**** STUDY MATERIAL
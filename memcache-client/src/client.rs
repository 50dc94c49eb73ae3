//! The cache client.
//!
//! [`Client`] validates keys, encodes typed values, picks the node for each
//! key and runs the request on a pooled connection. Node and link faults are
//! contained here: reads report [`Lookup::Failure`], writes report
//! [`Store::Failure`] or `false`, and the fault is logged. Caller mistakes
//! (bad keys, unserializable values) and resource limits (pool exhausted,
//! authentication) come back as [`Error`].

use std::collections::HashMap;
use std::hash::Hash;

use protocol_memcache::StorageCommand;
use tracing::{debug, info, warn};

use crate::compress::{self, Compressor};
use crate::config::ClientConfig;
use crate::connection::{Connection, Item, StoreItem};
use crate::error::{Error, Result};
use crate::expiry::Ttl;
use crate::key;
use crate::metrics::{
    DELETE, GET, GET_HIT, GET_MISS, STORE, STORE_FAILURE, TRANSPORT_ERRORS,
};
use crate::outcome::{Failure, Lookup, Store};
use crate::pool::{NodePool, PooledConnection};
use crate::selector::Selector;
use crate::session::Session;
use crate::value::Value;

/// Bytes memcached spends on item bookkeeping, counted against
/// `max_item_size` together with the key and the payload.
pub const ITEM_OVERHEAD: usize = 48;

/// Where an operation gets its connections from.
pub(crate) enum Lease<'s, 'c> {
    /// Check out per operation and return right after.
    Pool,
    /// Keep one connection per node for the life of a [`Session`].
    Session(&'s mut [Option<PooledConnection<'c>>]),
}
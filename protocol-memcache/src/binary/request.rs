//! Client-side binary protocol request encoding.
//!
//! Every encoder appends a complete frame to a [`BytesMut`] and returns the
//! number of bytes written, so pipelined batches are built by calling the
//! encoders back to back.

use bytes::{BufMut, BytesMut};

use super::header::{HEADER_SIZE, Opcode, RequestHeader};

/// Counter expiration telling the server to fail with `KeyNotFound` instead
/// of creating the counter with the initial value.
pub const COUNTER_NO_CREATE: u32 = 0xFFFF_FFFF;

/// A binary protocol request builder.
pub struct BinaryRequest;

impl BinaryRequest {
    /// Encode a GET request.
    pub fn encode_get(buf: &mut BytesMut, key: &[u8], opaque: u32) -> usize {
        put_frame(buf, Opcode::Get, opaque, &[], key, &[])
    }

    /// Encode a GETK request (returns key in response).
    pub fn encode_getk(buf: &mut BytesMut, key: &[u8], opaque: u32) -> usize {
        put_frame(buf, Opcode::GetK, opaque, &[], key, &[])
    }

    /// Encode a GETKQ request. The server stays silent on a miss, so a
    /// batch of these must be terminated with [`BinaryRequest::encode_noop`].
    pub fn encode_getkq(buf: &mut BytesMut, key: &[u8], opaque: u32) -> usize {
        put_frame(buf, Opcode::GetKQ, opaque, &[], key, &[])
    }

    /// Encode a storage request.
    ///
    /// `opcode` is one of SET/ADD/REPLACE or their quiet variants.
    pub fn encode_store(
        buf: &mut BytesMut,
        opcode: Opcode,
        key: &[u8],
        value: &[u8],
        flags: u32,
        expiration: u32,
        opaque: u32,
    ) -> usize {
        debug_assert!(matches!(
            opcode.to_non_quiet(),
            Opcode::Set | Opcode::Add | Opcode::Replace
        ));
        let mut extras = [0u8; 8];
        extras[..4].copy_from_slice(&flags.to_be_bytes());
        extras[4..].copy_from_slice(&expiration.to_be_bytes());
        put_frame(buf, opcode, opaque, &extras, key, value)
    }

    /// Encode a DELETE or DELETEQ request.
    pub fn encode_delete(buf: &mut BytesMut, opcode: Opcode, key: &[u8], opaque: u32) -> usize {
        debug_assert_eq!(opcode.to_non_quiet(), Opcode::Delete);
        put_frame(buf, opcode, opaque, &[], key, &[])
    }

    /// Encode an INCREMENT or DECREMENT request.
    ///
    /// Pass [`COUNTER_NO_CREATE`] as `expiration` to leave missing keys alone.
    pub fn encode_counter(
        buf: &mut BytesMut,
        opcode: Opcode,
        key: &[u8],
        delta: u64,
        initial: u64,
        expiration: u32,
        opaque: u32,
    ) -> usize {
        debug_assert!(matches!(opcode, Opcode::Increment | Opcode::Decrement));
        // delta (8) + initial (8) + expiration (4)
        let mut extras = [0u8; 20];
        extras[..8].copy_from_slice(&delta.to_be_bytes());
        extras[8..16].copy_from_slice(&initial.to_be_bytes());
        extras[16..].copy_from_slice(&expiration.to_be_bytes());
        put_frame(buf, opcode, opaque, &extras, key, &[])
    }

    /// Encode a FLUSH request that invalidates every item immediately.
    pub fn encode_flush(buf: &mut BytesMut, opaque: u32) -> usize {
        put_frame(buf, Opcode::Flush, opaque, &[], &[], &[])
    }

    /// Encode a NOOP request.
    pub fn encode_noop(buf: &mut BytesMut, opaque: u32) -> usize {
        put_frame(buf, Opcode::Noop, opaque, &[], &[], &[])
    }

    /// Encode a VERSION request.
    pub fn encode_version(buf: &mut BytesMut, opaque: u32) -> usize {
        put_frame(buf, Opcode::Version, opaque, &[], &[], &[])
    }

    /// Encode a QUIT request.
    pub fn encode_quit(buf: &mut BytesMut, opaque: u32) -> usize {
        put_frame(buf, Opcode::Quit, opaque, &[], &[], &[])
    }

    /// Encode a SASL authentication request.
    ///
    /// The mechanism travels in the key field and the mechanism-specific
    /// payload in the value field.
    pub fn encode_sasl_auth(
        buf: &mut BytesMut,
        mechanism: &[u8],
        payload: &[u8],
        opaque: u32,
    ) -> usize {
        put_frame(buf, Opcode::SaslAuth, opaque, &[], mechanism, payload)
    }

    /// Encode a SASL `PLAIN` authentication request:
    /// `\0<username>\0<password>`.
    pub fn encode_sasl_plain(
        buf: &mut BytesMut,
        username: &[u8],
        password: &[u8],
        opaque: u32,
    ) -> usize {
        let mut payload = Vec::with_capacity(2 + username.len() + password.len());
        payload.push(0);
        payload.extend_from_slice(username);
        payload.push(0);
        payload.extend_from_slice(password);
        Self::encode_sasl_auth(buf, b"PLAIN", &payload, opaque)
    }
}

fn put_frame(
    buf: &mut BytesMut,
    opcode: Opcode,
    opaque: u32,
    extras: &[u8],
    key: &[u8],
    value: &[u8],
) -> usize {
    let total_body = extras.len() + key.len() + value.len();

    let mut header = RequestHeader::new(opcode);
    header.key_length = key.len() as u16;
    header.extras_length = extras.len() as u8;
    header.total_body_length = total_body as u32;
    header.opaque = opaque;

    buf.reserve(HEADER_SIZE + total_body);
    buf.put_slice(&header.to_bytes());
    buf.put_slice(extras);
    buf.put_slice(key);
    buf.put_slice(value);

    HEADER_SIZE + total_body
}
********
**** STUDY MATERIAL
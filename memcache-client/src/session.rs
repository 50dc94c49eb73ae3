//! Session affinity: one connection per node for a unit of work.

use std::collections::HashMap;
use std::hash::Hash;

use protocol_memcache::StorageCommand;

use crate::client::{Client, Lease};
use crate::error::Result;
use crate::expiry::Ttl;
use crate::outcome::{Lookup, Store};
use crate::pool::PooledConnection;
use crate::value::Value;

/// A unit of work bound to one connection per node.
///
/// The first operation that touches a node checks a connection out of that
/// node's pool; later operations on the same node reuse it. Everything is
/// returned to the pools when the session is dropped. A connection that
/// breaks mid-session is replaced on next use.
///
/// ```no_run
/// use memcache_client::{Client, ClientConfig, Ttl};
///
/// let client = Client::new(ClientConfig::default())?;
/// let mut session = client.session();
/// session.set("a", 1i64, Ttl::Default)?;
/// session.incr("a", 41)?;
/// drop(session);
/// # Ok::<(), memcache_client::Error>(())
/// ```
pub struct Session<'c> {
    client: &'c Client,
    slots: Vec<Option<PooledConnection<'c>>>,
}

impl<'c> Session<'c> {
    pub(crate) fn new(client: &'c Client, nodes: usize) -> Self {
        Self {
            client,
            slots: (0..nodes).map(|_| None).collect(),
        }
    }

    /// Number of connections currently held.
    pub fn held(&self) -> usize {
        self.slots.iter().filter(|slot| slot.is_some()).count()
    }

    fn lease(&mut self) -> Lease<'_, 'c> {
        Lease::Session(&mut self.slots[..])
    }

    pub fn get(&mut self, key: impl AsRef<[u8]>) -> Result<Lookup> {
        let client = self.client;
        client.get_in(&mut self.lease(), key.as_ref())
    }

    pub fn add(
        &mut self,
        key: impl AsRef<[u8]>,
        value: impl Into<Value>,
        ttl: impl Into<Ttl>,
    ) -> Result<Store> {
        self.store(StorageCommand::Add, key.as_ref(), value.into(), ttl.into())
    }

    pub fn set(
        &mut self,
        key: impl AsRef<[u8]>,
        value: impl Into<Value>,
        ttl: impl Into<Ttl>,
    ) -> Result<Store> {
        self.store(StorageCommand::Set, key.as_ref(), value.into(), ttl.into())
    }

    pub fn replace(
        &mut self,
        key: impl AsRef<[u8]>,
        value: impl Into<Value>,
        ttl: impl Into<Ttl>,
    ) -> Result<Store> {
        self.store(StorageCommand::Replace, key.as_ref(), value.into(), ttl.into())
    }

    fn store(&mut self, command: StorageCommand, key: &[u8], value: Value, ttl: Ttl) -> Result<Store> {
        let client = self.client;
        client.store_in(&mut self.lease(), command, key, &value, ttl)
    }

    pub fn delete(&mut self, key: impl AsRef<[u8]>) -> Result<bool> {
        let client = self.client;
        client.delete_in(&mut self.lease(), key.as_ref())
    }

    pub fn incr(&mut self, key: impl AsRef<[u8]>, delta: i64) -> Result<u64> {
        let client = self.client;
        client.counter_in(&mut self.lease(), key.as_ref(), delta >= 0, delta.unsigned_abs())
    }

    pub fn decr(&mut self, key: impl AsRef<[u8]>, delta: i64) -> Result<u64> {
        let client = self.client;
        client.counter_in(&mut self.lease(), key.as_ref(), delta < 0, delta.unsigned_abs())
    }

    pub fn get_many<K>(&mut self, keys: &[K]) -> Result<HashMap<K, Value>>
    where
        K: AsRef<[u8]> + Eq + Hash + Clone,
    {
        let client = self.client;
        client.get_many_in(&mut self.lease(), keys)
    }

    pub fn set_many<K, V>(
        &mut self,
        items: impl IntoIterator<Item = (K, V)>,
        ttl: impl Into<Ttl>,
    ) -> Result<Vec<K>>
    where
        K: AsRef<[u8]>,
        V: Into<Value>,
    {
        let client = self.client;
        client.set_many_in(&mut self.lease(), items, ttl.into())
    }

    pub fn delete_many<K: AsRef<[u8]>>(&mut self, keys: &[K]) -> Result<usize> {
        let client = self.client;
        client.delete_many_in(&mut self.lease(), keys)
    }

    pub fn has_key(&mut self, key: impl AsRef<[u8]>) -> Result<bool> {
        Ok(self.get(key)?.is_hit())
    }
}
********
■ **WHAT THE EXERCISE ASKS**
Every line of the listing that holds the word "Option" should be counted. Please give that number only.

■ **TASK RESULT**
2